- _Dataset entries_
*** Block opens ***
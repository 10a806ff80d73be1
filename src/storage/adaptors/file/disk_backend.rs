use std::path::Path;
use std::path::PathBuf;
use std::sync::atomic::AtomicU64;
use std::sync::atomic::Ordering;
use std::sync::Arc;

use async_trait::async_trait;
use dashmap::DashMap;
use parking_lot::Mutex;
use tracing::debug;
use tracing::error;
use tracing::info;
use tracing::instrument;
use tracing::trace;

use crate::file_io;
use crate::BackendKind;
use crate::CacheError;
use crate::Chunk;
use crate::ChunkMetadata;
use crate::LoadedChunk;
use crate::Result;
use crate::Row;
use crate::SharedRegistry;
use crate::StorageBackend;
use crate::StorageError;
use crate::WriteGate;

pub(crate) const CHUNK_FILE_EXTENSION: &str = "txt";

/// One `save` whose rows are not yet on disk
#[derive(Debug)]
struct PendingWrite {
    chunk_id: String,
    path: PathBuf,
    header: Vec<u8>,
    body: Vec<u8>,
}

impl PendingWrite {
    fn write(&self) -> Result<()> {
        if let Some(dir) = self.path.parent() {
            file_io::create_dir_if_not_exist(dir)?;
        }
        file_io::append_with_header(&self.path, &self.header, &self.body)
    }
}

/// Disk backend: one `<chunk id>.txt` file per chunk.
///
/// Line 1 is the JSON metadata header (`{"table":..,"expiresAt":..}`), every
/// following line one JSON-encoded row, in append order.
///
/// Each `save` is recorded as a pending write before it is handed to a blocking
/// worker. Whoever removes a pending write from the map (the worker or
/// [`StorageBackend::backup`]) writes it, always under `io_lock`, so a write is
/// never lost to shutdown and never duplicated.
#[derive(Debug)]
pub struct DiskBackend {
    output_directory: PathBuf,
    registry: SharedRegistry,
    gate: WriteGate,
    pending: Arc<DashMap<u64, PendingWrite>>,
    next_op: AtomicU64,
    io_lock: Arc<Mutex<()>>,
}

impl DiskBackend {
    pub fn new(
        output_directory: PathBuf,
        registry: SharedRegistry,
    ) -> Self {
        Self {
            output_directory,
            registry,
            gate: WriteGate::new(),
            pending: Arc::new(DashMap::new()),
            next_op: AtomicU64::new(0),
            io_lock: Arc::new(Mutex::new(())),
        }
    }

    pub fn output_directory(&self) -> &Path {
        &self.output_directory
    }

    pub(crate) fn chunk_path(
        &self,
        chunk_id: &str,
    ) -> PathBuf {
        self.output_directory
            .join(format!("{}.{}", chunk_id, CHUNK_FILE_EXTENSION))
    }

    /// Writes accepted but not yet flushed
    pub fn pending_writes(&self) -> usize {
        self.pending.len()
    }

    fn encode(
        chunk: &Chunk,
        rows: &[Row],
    ) -> Result<(Vec<u8>, Vec<u8>)> {
        let mut header =
            serde_json::to_vec(&chunk.metadata()).map_err(StorageError::Serialization)?;
        header.push(b'\n');

        let mut body = Vec::new();
        for row in rows {
            serde_json::to_writer(&mut body, row).map_err(StorageError::Serialization)?;
            body.push(b'\n');
        }
        Ok((header, body))
    }

    fn parse(
        path: &Path,
        content: &str,
    ) -> Result<LoadedChunk> {
        let mut lines = content
            .lines()
            .enumerate()
            .filter(|(_, line)| !line.trim().is_empty());

        let (header_no, header) = lines
            .next()
            .ok_or_else(|| StorageError::ChunkNotFound(path.display().to_string()))?;
        let metadata: ChunkMetadata =
            serde_json::from_str(header).map_err(|e| StorageError::CorruptedChunk {
                path: path.to_path_buf(),
                line: header_no + 1,
                source: e,
            })?;

        let mut rows = Vec::new();
        for (no, line) in lines {
            let row: Row = serde_json::from_str(line).map_err(|e| StorageError::CorruptedChunk {
                path: path.to_path_buf(),
                line: no + 1,
                source: e,
            })?;
            rows.push(row);
        }

        Ok(LoadedChunk { metadata, rows })
    }
}

#[async_trait]
impl StorageBackend for DiskBackend {
    #[instrument(skip(self, chunk, rows), fields(chunk_id = chunk.id(), rows = rows.len()))]
    async fn save(
        &self,
        chunk: &Arc<Chunk>,
        rows: Vec<Row>,
    ) -> Result<()> {
        if rows.is_empty() {
            return Err(CacheError::EmptySave {
                chunk_id: chunk.id().to_string(),
            }
            .into());
        }

        self.gate.wait_writable().await;
        let _write = chunk.enter_write();

        let count = rows.len();
        let (header, body) = Self::encode(chunk, &rows)?;

        let op_id = self.next_op.fetch_add(1, Ordering::SeqCst);
        self.pending.insert(
            op_id,
            PendingWrite {
                chunk_id: chunk.id().to_string(),
                path: self.chunk_path(chunk.id()),
                header,
                body,
            },
        );

        let pending = self.pending.clone();
        let io_lock = self.io_lock.clone();
        let joined = tokio::task::spawn_blocking(move || {
            let _io = io_lock.lock();
            match pending.remove(&op_id) {
                Some((_, op)) => op.write(),
                // Already flushed by a backup pass
                None => Ok(()),
            }
        })
        .await;

        match joined {
            Ok(Ok(())) => {}
            Ok(Err(e)) => {
                error!("Failed to append rows to chunk file: {:?}", e);
                return Err(e);
            }
            Err(e) => {
                self.pending.remove(&op_id);
                return Err(StorageError::Worker(e.to_string()).into());
            }
        }

        if !self.registry.lock().increase_size(chunk.id(), count) {
            chunk.increase_size(count);
        }
        trace!("appended {} rows to disk", count);
        Ok(())
    }

    async fn load(
        &self,
        chunk_id: &str,
    ) -> Result<LoadedChunk> {
        let path = self.chunk_path(chunk_id);
        let content = tokio::fs::read_to_string(&path)
            .await
            .map_err(|e| StorageError::PathError {
                path: path.clone(),
                source: e,
            })?;

        Self::parse(&path, &content)
    }

    async fn restore(&self) -> Result<usize> {
        let exists = tokio::fs::try_exists(&self.output_directory)
            .await
            .map_err(|e| StorageError::PathError {
                path: self.output_directory.clone(),
                source: e,
            })?;
        if !exists {
            debug!("nothing to restore, {:?} does not exist", self.output_directory);
            return Ok(0);
        }

        let files =
            file_io::list_files_with_extension(&self.output_directory, CHUNK_FILE_EXTENSION)
                .await?;

        let mut restored = 0;
        for path in files {
            let Some(chunk_id) = path.file_stem().and_then(|s| s.to_str()).map(str::to_string)
            else {
                continue;
            };

            let loaded = self.load(&chunk_id).await?;
            let chunk = Chunk::existing(chunk_id, loaded.metadata, loaded.rows.len());
            debug!(chunk_id = chunk.id(), size = chunk.size(), "restored chunk");

            self.registry.lock().register(Arc::new(chunk));
            restored += 1;
        }

        info!("restored {} chunks from {:?}", restored, self.output_directory);
        Ok(restored)
    }

    async fn cleanup(
        &self,
        chunk_id: &str,
    ) -> Result<()> {
        file_io::delete_file(&self.chunk_path(chunk_id)).await
    }

    fn count_rows(
        &self,
        chunk_id: &str,
    ) -> usize {
        self.registry.lock().get_one(chunk_id).map(|e| e.size).unwrap_or(0)
    }

    fn backup(&self) -> Result<()> {
        self.gate.block();
        info!("backup started, {} pending writes", self.pending.len());

        let result = {
            let _io = self.io_lock.lock();

            let mut op_ids: Vec<u64> = self.pending.iter().map(|e| *e.key()).collect();
            op_ids.sort_unstable();

            let mut result = Ok(());
            for op_id in op_ids {
                if let Some((_, op)) = self.pending.remove(&op_id) {
                    if let Err(e) = op.write() {
                        error!(chunk_id = %op.chunk_id, "backup write failed: {:?}", e);
                        if result.is_ok() {
                            result = Err(e);
                        }
                    }
                }
            }
            result
        };

        self.gate.unblock();
        info!("backup finished");
        result
    }

    fn is_writable(&self) -> bool {
        self.gate.is_writable()
    }

    fn block_writes(&self) {
        self.gate.block();
    }

    fn unblock_writes(&self) {
        self.gate.unblock();
    }

    fn kind(&self) -> BackendKind {
        BackendKind::Disk
    }
}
*** Block closes ***
- _TASK REQUIREMENTS_
Take each line above that contains "impl" and copy it out.

- _RESULT OF THIS TASK_
impl PendingWrite {
impl DiskBackend {
impl StorageBackend for DiskBackend {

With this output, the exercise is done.